Tragödie in den USA führt zu Debatte über strengere Waffengesetze

Kommentar zu den Amokläufen in den USA : Blanke Ohnmacht

Die Amokläufe von El Paso und Dayton mit mindestens 30 Toten innerhalb von nur 13 Stunden sind Tragödien, die auch aus dem Versagen der liberalen US-Waffengesetze und der Volksvertreter im Kongress resultieren, die weiter aus den Taschen der mächtigen Waffenlobby NRA gefüttert werden.

Während über das Motiv für die Morde in Ohio noch gerätselt wird, stellt die Tat in Texas den folgenreichsten Massenmord dieser Art in den Vereinigten Staaten dar, der nach bisher vorliegenden Indizien mit dem Hass des Täters auf Migranten erklärt werden kann. Für Bürger, die bisher nicht strafrechtlich aufgefallen sind und mentale Probleme verheimlichen können, ist es immer noch möglich, problemlos die bei beiden Taten verwendeten Schnellfeuergewehre zu erwerben.

Gleichzeitig hat – was für El Paso relevant ist – ein Teil der konservativen Politiker, allen voran Präsident Donald Trump, keine Probleme damit, illegale Grenzgänger weiter als Drogenkuriere, Vergewaltiger und Mörder zu charakterisieren – auch wenn Kriminalitäts-Statistiken eine ganz andere Sprache sprechen.

Mehr und mehr macht sich in den USA bei den Reaktionen auf derartige Gemetzel blanke Ohnmacht breit. Die politische Formel, man sei in Gedanken und Gebeten bei den Opfern, hat sich längst abgegriffen, steht für maximale Hilflosigkeit und muss auf die Angehörigen nur noch wie Hohn wirken.

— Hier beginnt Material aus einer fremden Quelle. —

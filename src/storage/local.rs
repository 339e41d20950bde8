//! Local filesystem storage backend.
//!
//! Layout under `root`:
//! - `config/<name>` — secret key blobs
//! - `narinfo/h/ha/hash.narinfo`
//! - `nar/h/ha/hash[.ext]`
//!
//! Writes go to a `.tmp-<random>` sibling file, then `rename` into place,
//! so a crash mid-write never leaves a visible partial object.

use std::path::{Path, PathBuf};

use async_trait::async_trait;
use rand::Rng;
use tokio::fs::{self, File};
use tokio::io::{self, AsyncWriteExt};

use super::{Blob, BlobStream, Storage, StorageError, StorageResult};
use crate::hash::{Hash, HASH_LEN};
use crate::nar_url::NarUrl;

#[derive(Debug, Clone, serde::Deserialize)]
pub struct LocalStorageConfig {
    pub path: PathBuf,
}

#[derive(Debug)]
pub struct LocalStorage {
    root: PathBuf,
}

impl LocalStorage {
    pub async fn new(config: LocalStorageConfig) -> StorageResult<Self> {
        let root = config.path;
        fs::create_dir_all(root.join("config")).await?;
        fs::create_dir_all(root.join("narinfo")).await?;
        fs::create_dir_all(root.join("nar")).await?;
        Ok(Self { root })
    }

    fn config_path(&self, name: &str) -> PathBuf {
        self.root.join("config").join(name)
    }

    fn narinfo_path(&self, hash: &Hash) -> PathBuf {
        self.root.join("narinfo").join(hash.shard_path(".narinfo"))
    }

    fn nar_path(&self, url: &NarUrl) -> PathBuf {
        self.root.join("nar").join(url.to_file_path())
    }

    async fn write_atomic(path: &Path, bytes: &[u8], create_new: bool) -> StorageResult<()> {
        if create_new && fs::try_exists(path).await.unwrap_or(false) {
            return Err(StorageError::AlreadyExists);
        }

        fs::create_dir_all(path.parent().expect("blob path always has a parent")).await?;

        let tmp_path = tmp_sibling(path);
        let mut tmp = File::create(&tmp_path).await?;
        tmp.write_all(bytes).await?;
        tmp.flush().await?;
        drop(tmp);

        if create_new {
            match fs::hard_link(&tmp_path, path).await {
                Ok(()) => {
                    fs::remove_file(&tmp_path).await.ok();
                    Ok(())
                }
                Err(e) if e.kind() == io::ErrorKind::AlreadyExists => {
                    fs::remove_file(&tmp_path).await.ok();
                    Err(StorageError::AlreadyExists)
                }
                Err(e) => {
                    fs::remove_file(&tmp_path).await.ok();
                    Err(e.into())
                }
            }
        } else {
            fs::rename(&tmp_path, path).await?;
            Ok(())
        }
    }

    async fn write_stream_atomic(
        path: &Path,
        mut stream: BlobStream,
    ) -> StorageResult<()> {
        fs::create_dir_all(path.parent().expect("blob path always has a parent")).await?;

        let tmp_path = tmp_sibling(path);
        let mut tmp = File::create(&tmp_path).await?;
        io::copy(&mut stream, &mut tmp).await?;
        tmp.flush().await?;
        drop(tmp);

        fs::rename(&tmp_path, path).await?;
        Ok(())
    }
}

fn tmp_sibling(path: &Path) -> PathBuf {
    let suffix: u64 = rand::thread_rng().gen();
    let file_name = path
        .file_name()
        .and_then(|n| n.to_str())
        .unwrap_or("blob");
    path.with_file_name(format!(".tmp-{file_name}-{suffix:x}"))
}

#[async_trait]
impl Storage for LocalStorage {
    async fn config_get(&self, name: &str) -> StorageResult<Vec<u8>> {
        Ok(fs::read(self.config_path(name)).await?)
    }

    async fn config_put(&self, name: &str, bytes: &[u8]) -> StorageResult<()> {
        Self::write_atomic(&self.config_path(name), bytes, true).await
    }

    async fn config_delete(&self, name: &str) -> StorageResult<()> {
        match fs::remove_file(self.config_path(name)).await {
            Ok(()) => Ok(()),
            Err(e) if e.kind() == io::ErrorKind::NotFound => Ok(()),
            Err(e) => Err(e.into()),
        }
    }

    async fn narinfo_has(&self, hash: &Hash) -> StorageResult<bool> {
        Ok(fs::try_exists(self.narinfo_path(hash)).await?)
    }

    async fn narinfo_get(&self, hash: &Hash) -> StorageResult<Vec<u8>> {
        Ok(fs::read(self.narinfo_path(hash)).await?)
    }

    async fn narinfo_put(&self, hash: &Hash, bytes: &[u8]) -> StorageResult<()> {
        Self::write_atomic(&self.narinfo_path(hash), bytes, true).await
    }

    async fn narinfo_delete(&self, hash: &Hash) -> StorageResult<()> {
        match fs::remove_file(self.narinfo_path(hash)).await {
            Ok(()) => Ok(()),
            Err(e) if e.kind() == io::ErrorKind::NotFound => Ok(()),
            Err(e) => Err(e.into()),
        }
    }

    async fn narinfo_walk(
        &self,
        f: &mut (dyn FnMut(Hash) -> StorageResult<()> + Send),
    ) -> StorageResult<()> {
        let root = self.root.join("narinfo");
        let mut level1 = fs::read_dir(&root).await?;
        while let Some(d1) = level1.next_entry().await? {
            if !d1.file_type().await?.is_dir() {
                continue;
            }
            let mut level2 = fs::read_dir(d1.path()).await?;
            while let Some(d2) = level2.next_entry().await? {
                if !d2.file_type().await?.is_dir() {
                    continue;
                }
                let mut files = fs::read_dir(d2.path()).await?;
                while let Some(entry) = files.next_entry().await? {
                    let name = entry.file_name();
                    let name = name.to_string_lossy();
                    let Some(hash_str) = name.strip_suffix(".narinfo") else {
                        continue;
                    };
                    if hash_str.len() != HASH_LEN {
                        continue;
                    }
                    if let Ok(hash) = hash_str.parse::<Hash>() {
                        f(hash)?;
                    }
                }
            }
        }
        Ok(())
    }

    async fn nar_has(&self, url: &NarUrl) -> StorageResult<bool> {
        Ok(fs::try_exists(self.nar_path(url)).await?)
    }

    async fn nar_get(&self, url: &NarUrl) -> StorageResult<Blob> {
        let path = self.nar_path(url);
        let file = File::open(&path).await?;
        let size = file.metadata().await?.len();
        Ok(Blob {
            size,
            stream: Box::pin(file),
        })
    }

    async fn nar_put(&self, url: &NarUrl, _size: u64, stream: BlobStream) -> StorageResult<()> {
        Self::write_stream_atomic(&self.nar_path(url), stream).await
    }

    async fn nar_delete(&self, url: &NarUrl) -> StorageResult<()> {
        match fs::remove_file(self.nar_path(url)).await {
            Ok(()) => Ok(()),
            Err(e) if e.kind() == io::ErrorKind::NotFound => Ok(()),
            Err(e) => Err(e.into()),
        }
    }
}

#[cfg(test)]
mod tests {
    use super::*;
    use tokio::io::AsyncReadExt;

    async fn storage() -> (tempfile::TempDir, LocalStorage) {
        let dir = tempfile::tempdir().unwrap();
        let storage = LocalStorage::new(LocalStorageConfig {
            path: dir.path().to_owned(),
        })
        .await
        .unwrap();
        (dir, storage)
    }

    const H: &str = "00ji9synj1r6h6sjw27wwv8fw98myxsg";

    #[tokio::test]
    async fn config_put_rejects_duplicate() {
        let (_dir, storage) = storage().await;
        storage.config_put("key-1", b"secret").await.unwrap();
        assert!(matches!(
            storage.config_put("key-1", b"other").await,
            Err(StorageError::AlreadyExists)
        ));
    }

    #[tokio::test]
    async fn narinfo_roundtrip_and_walk() {
        let (_dir, storage) = storage().await;
        let hash: Hash = H.parse().unwrap();
        assert!(!storage.narinfo_has(&hash).await.unwrap());
        storage.narinfo_put(&hash, b"body").await.unwrap();
        assert!(storage.narinfo_has(&hash).await.unwrap());
        assert_eq!(storage.narinfo_get(&hash).await.unwrap(), b"body");

        let mut seen = Vec::new();
        storage
            .narinfo_walk(&mut |h| {
                seen.push(h);
                Ok(())
            })
            .await
            .unwrap();
        assert_eq!(seen, vec![hash]);
    }

    #[tokio::test]
    async fn narinfo_delete_is_idempotent() {
        let (_dir, storage) = storage().await;
        let hash: Hash = H.parse().unwrap();
        storage.narinfo_delete(&hash).await.unwrap();
        storage.narinfo_put(&hash, b"x").await.unwrap();
        storage.narinfo_delete(&hash).await.unwrap();
        storage.narinfo_delete(&hash).await.unwrap();
    }

    #[tokio::test]
    async fn nar_put_then_get_streams_back_same_bytes() {
        let (_dir, storage) = storage().await;
        let url: NarUrl = format!("nar/{H}.nar.xz").parse().unwrap();
        let body = b"not really xz data".to_vec();
        storage
            .nar_put(&url, body.len() as u64, Box::pin(std::io::Cursor::new(body.clone())))
            .await
            .unwrap();

        let mut blob = storage.nar_get(&url).await.unwrap();
        assert_eq!(blob.size, body.len() as u64);
        let mut read_back = Vec::new();
        blob.stream.read_to_end(&mut read_back).await.unwrap();
        assert_eq!(read_back, body);
    }
}
//! Configuration: a `[cache]` TOML table read from the path named by
//! `CACHE_PROXY_CONFIG`, falling back to built-in defaults.

use std::path::PathBuf;
use std::time::Duration;

use anyhow::Context as _;
use bytesize::ByteSize;
use serde::{Deserialize, Serialize};
use url::Url;

const CONFIG_ENV_VAR: &str = "CACHE_PROXY_CONFIG";

pub fn get() -> Config {
    tracing::info!("reading config from {CONFIG_ENV_VAR}");

    let config = (|| -> anyhow::Result<RawConfig> {
        let config_path = std::env::var(CONFIG_ENV_VAR)?;
        let config_str = std::fs::read_to_string(&config_path)
            .with_context(|| format!("unable to read config from {config_path:?}"))?;

        Ok(toml::from_str(&config_str)?)
    })()
    .map(|raw| raw.cache)
    .unwrap_or_else(|e| {
        tracing::warn!("unable to read config from env: {e}");
        tracing::info!("using default config");
        Config::default()
    });

    tracing::trace!("using config: {config:?}");

    config
}

#[derive(Clone, Debug, Default, Serialize, Deserialize)]
#[serde(default, deny_unknown_fields)]
struct RawConfig {
    cache: Config,
}

#[derive(Clone, Debug, Serialize, Deserialize)]
#[serde(default, deny_unknown_fields, rename_all = "kebab-case")]
pub struct Config {
    pub hostname: String,
    pub max_size: Option<ByteSize>,

    pub lru: LruConfig,

    pub secret_key_path: Option<PathBuf>,
    pub sign_narinfo: bool,
    pub temp_path: Option<PathBuf>,

    pub database_url: String,
    pub database: DatabaseConfig,

    pub storage: StorageConfig,
    pub upstream: UpstreamConfig,

    pub allow_delete_verb: bool,
    pub allow_put_verb: bool,

    pub redis: Option<RedisConfig>,
    pub lock: LockConfig,
}

impl Default for Config {
    fn default() -> Self {
        Self {
            hostname: "cache.example".to_owned(),
            max_size: None,
            lru: LruConfig::default(),
            secret_key_path: None,
            sign_narinfo: true,
            temp_path: None,
            database_url: "sqlite://cache.db".to_owned(),
            database: DatabaseConfig::default(),
            storage: StorageConfig::default(),
            upstream: UpstreamConfig::default(),
            allow_delete_verb: false,
            allow_put_verb: false,
            redis: None,
            lock: LockConfig::default(),
        }
    }
}

#[derive(Clone, Debug, Serialize, Deserialize)]
#[serde(default, deny_unknown_fields, rename_all = "kebab-case")]
pub struct LruConfig {
    pub schedule: Option<String>,
    pub timezone: String,
}

impl Default for LruConfig {
    fn default() -> Self {
        Self {
            schedule: None,
            timezone: "Local".to_owned(),
        }
    }
}

#[derive(Clone, Debug, Serialize, Deserialize)]
#[serde(default, deny_unknown_fields, rename_all = "kebab-case")]
pub struct DatabaseConfig {
    pub pool: PoolConfig,
}

impl Default for DatabaseConfig {
    fn default() -> Self {
        Self {
            pool: PoolConfig::default(),
        }
    }
}

#[derive(Clone, Debug, Serialize, Deserialize)]
#[serde(default, deny_unknown_fields, rename_all = "kebab-case")]
pub struct PoolConfig {
    /// 0 means dialect default.
    pub max_open_conns: u32,
    pub max_idle_conns: u32,
}

impl Default for PoolConfig {
    fn default() -> Self {
        Self {
            max_open_conns: 0,
            max_idle_conns: 0,
        }
    }
}

#[derive(Clone, Debug, Serialize, Deserialize)]
#[serde(rename_all = "kebab-case", deny_unknown_fields, tag = "kind")]
pub enum StorageConfig {
    Local { path: PathBuf },
    S3(S3StorageSettings),
}

impl Default for StorageConfig {
    fn default() -> Self {
        Self::Local {
            path: PathBuf::from("./data"),
        }
    }
}

#[derive(Clone, Debug, Serialize, Deserialize)]
#[serde(default, deny_unknown_fields, rename_all = "kebab-case")]
pub struct S3StorageSettings {
    pub bucket: String,
    pub endpoint: Option<String>,
    pub region: String,
    pub access_key_id: Option<String>,
    pub secret_access_key: Option<String>,
    pub force_path_style: bool,
}

impl Default for S3StorageSettings {
    fn default() -> Self {
        Self {
            bucket: String::new(),
            endpoint: None,
            region: "us-east-1".to_owned(),
            access_key_id: None,
            secret_access_key: None,
            force_path_style: false,
        }
    }
}

#[derive(Clone, Debug, Serialize, Deserialize)]
#[serde(default, deny_unknown_fields, rename_all = "kebab-case")]
pub struct UpstreamConfig {
    pub urls: Vec<Url>,
    pub public_keys: Vec<String>,
    #[serde(with = "humantime_serde")]
    pub dialer_timeout: Duration,
    #[serde(with = "humantime_serde")]
    pub response_header_timeout: Duration,
}

impl Default for UpstreamConfig {
    fn default() -> Self {
        Self {
            urls: vec![Url::parse("https://cache.nixos.org/").unwrap()],
            public_keys: Vec::new(),
            dialer_timeout: Duration::from_secs(5),
            response_header_timeout: Duration::from_secs(10),
        }
    }
}

#[derive(Clone, Debug, Serialize, Deserialize)]
#[serde(default, deny_unknown_fields, rename_all = "kebab-case")]
pub struct RedisConfig {
    pub addrs: Vec<String>,
    pub username: Option<String>,
    pub password: Option<String>,
    pub db: i64,
    pub use_tls: bool,
    pub pool_size: u32,
    pub key_prefix: String,
}

impl Default for RedisConfig {
    fn default() -> Self {
        Self {
            addrs: Vec::new(),
            username: None,
            password: None,
            db: 0,
            use_tls: false,
            pool_size: 10,
            key_prefix: "cache-proxy".to_owned(),
        }
    }
}

#[derive(Clone, Debug, Serialize, Deserialize)]
#[serde(default, deny_unknown_fields, rename_all = "kebab-case")]
pub struct LockConfig {
    #[serde(with = "humantime_serde")]
    pub download_ttl: Duration,
    #[serde(with = "humantime_serde")]
    pub lru_ttl: Duration,
    pub retry: RetryConfig,
    pub allow_degraded_mode: bool,
}

impl Default for LockConfig {
    fn default() -> Self {
        Self {
            download_ttl: Duration::from_secs(30),
            lru_ttl: Duration::from_secs(300),
            retry: RetryConfig::default(),
            allow_degraded_mode: false,
        }
    }
}

#[derive(Clone, Debug, Serialize, Deserialize)]
#[serde(default, deny_unknown_fields, rename_all = "kebab-case")]
pub struct RetryConfig {
    pub max_attempts: u32,
    #[serde(with = "humantime_serde")]
    pub initial_delay: Duration,
    #[serde(with = "humantime_serde")]
    pub max_delay: Duration,
    pub jitter: f64,
}

impl Default for RetryConfig {
    fn default() -> Self {
        Self {
            max_attempts: 10,
            initial_delay: Duration::from_millis(50),
            max_delay: Duration::from_secs(2),
            jitter: 0.2,
        }
    }
}

impl From<RetryConfig> for crate::lock::RetryConfig {
    fn from(c: RetryConfig) -> Self {
        Self {
            max_attempts: c.max_attempts,
            initial_delay: c.initial_delay,
            max_delay: c.max_delay,
            jitter: c.jitter,
        }
    }
}

#[cfg(test)]
mod tests {
    use super::*;

    #[test]
    fn default_config_has_one_upstream() {
        let config = Config::default();
        assert_eq!(config.upstream.urls.len(), 1);
        assert!(config.sign_narinfo);
        assert!(config.max_size.is_none());
    }

    #[test]
    fn parses_cache_table_from_toml() {
        let toml_str = r#"
            [cache]
            hostname = "cache.mine"
            max-size = "10GB"

            [cache.storage]
            kind = "local"
            path = "/var/cache"

            [cache.upstream]
            urls = ["https://cache.nixos.org/"]
        "#;

        let raw: RawConfig = toml::from_str(toml_str).unwrap();
        assert_eq!(raw.cache.hostname, "cache.mine");
        assert_eq!(raw.cache.max_size, Some(ByteSize::gb(10)));
    }
}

Es wird sich nichts ändern

Ebenso steht fest, dass sich auch nach den Massakern vom Wochenende nichts ändern wird. Die Zeit nach dem Amoklauf ist auch die Zeit vor dem nächsten Amoklauf. Der böse Geist des Waffenwahns ist längst aus der Flasche – und nicht mehr zu zähmen. Denn die einzige wirklich wirksame Option – die radikale Beschlagnahme des größten Teils der rund 300 Millionen Waffen in US-Haushalten – ist politisch nicht durchsetzbar.